While filibusters are usually portrayed in the media as individual senators holding the floor for hours on end to stall votes, this is in reality one small part of what the filibuster entails. At its most basic level, the filibuster rule requires 60 votes for major legislation to pass in the Senate, as opposed to a simple majority. Since major bills about pressing issues are unlikely to achieve bipartisan support, and since neither party currently holds 60 seats, the rule has the effect of blocking most big legislative action. Action on policies urgent to protecting democracy – like D.C. statehood and voting rights – therefore often stops dead in its tracks on the Senate floor.

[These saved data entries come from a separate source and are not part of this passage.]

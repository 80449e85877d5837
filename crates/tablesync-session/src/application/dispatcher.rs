//! Broadcast dispatcher.
//!
//! Fans an envelope out to connection queues without ever waiting on a
//! socket. A full or closed queue affects only its own connection.

use std::sync::Arc;

use tablesync_core::id::{ConnectionId, SessionId, UserId};
use tablesync_protocol::envelope::Envelope;
use tokio::sync::mpsc::error::TrySendError;
use tracing::{debug, warn};

use crate::application::registry::{ConnectionRegistry, Outbound};

/// What happened to one fan-out.
#[derive(Debug, Clone, Copy, Default, PartialEq, Eq)]
pub struct DeliveryReport {
    /// Queues that accepted the envelope.
    pub delivered: usize,
    /// Queues that were full or closed.
    pub dropped: usize,
}

/// Delivers envelopes to registered connections.
pub struct BroadcastDispatcher {
    registry: Arc<ConnectionRegistry>,
}

impl BroadcastDispatcher {
    /// A dispatcher over `registry`.
    #[must_use]
    pub fn new(registry: Arc<ConnectionRegistry>) -> Self {
        Self { registry }
    }

    /// Sends `envelope` to every connection of `recipients` bound to
    /// `session_id`.
    pub fn publish(
        &self,
        session_id: SessionId,
        recipients: &[UserId],
        envelope: Envelope,
    ) -> DeliveryReport {
        let envelope = Arc::new(envelope);
        let mut report = DeliveryReport::default();
        for user_id in recipients {
            for (connection_id, sender) in self.registry.bound_senders(*user_id, session_id) {
                if deliver(connection_id, &sender, &envelope) {
                    report.delivered += 1;
                } else {
                    report.dropped += 1;
                }
            }
        }
        debug!(
            session_id = %session_id,
            event = envelope.event.name(),
            seq = ?envelope.seq,
            delivered = report.delivered,
            dropped = report.dropped,
            "Envelope published"
        );
        report
    }

    /// Sends `envelope` to one connection. Returns whether it was queued.
    pub fn send_to(&self, connection_id: ConnectionId, envelope: Envelope) -> bool {
        match self.registry.sender(connection_id) {
            Some(sender) => deliver(connection_id, &sender, &Arc::new(envelope)),
            None => {
                debug!(connection_id = %connection_id, "Send to unknown connection skipped");
                false
            }
        }
    }
}

fn deliver(connection_id: ConnectionId, sender: &Outbound, envelope: &Arc<Envelope>) -> bool {
    match sender.try_send(Arc::clone(envelope)) {
        Ok(()) => true,
        Err(TrySendError::Full(_)) => {
            warn!(
                connection_id = %connection_id,
                event = envelope.event.name(),
                "Outbound queue full, dropping message"
            );
            false
        }
        Err(TrySendError::Closed(_)) => {
            debug!(connection_id = %connection_id, "Outbound queue closed");
            false
        }
    }
}
//! Domain layer: connection records, room membership and bounded logs.

pub mod connection;
pub mod flood;
pub mod log;
pub mod room;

Calls to end the filibuster are not new, but the idea has begun to gain steam as the country faces the COVID-19 pandemic, anger over racial injustice and worsening cracks in the American democratic process. Former President Barack Obama is the most notable recent convert to the cause – recently backing calls to eliminate the filibuster as a means to combat racial injustice, citing D.C. statehood as an example. Even if Democrats – who are largely pro-statehood – retake the Senate this fall, it is exceedingly unlikely that they will command a 60-vote supermajority. Republicans have already signaled fierce opposition to statehood, so any vote on the issue would almost certainly fall along party lines. A handful of Republicans would, as a result, have the power to single-handedly block a bill granting representation to 700,000 American citizens. That is not how democracy is supposed to function, and people suffer because of it.
Those who want to keep the filibuster often reminisce about a halcyon era of compromise, gentility and bipartisan cooperation in the Senate. To be fair, it is true that bipartisanship has declined in recent years. But even half a century ago, segregationist senators put up a fight against the Civil Rights Act of 1957 using the filibuster, delaying for weeks legislation that would give basic rights to Black Americans. And even if we ignore the filibuster’s dark past, the political polarization of the present still makes a strong case for its elimination. No modern party is likely to reach a 60-vote majority on its own, and banking on senators crossing the aisle to support hot-button issues is a fool’s errand.
The power that the minority of senators can wield over the legislative process is even more garish when you consider that the Senate is under-representative of the American population. The 21 least-populous states – which between them elect 41 senators, enough to sink any bill because of the filibuster – represent only 11 percent of the U.S. population. Any legislative procedure that would allow such a slim minority of the electorate to block the will of the vast majority has no place in a modern democracy.
Momentum for the filibuster’s abolition may finally be growing – Obama’s call to eliminate it took place when he was publicly eulogizing civil rights hero John Lewis, lending huge credence to the filibuster’s opponents. Groups that promote statehood for D.C., such as 51 for 51, have laid out how the next Democratic Senate majority could do away with the filibuster with only 51 votes. Prominent national Democrats seem to be hearing these calls, and some who were initially hesitant to abolish the filibuster have warmed to the idea. Sens. Chuck Schumer, D-Ny., and Bernie Sanders, I-Vt., and Democratic presidential nominee Joe Biden have all signaled newfound openness to changing the rule, provided the party wins the Senate and the White House. This is a step that must be taken.
At a time of national upheaval over racial injustice, a cascading climate crisis and historic malaise about the direction the country is headed, obstacles to basic legislative function are obstacles to progress. The filibuster – a tool of segregationists, obstructionists and cynics – is a chief offender. It is long past time for its elimination.
Andrew Sugrue, a junior majoring in political communication, is the contributing opinions editor.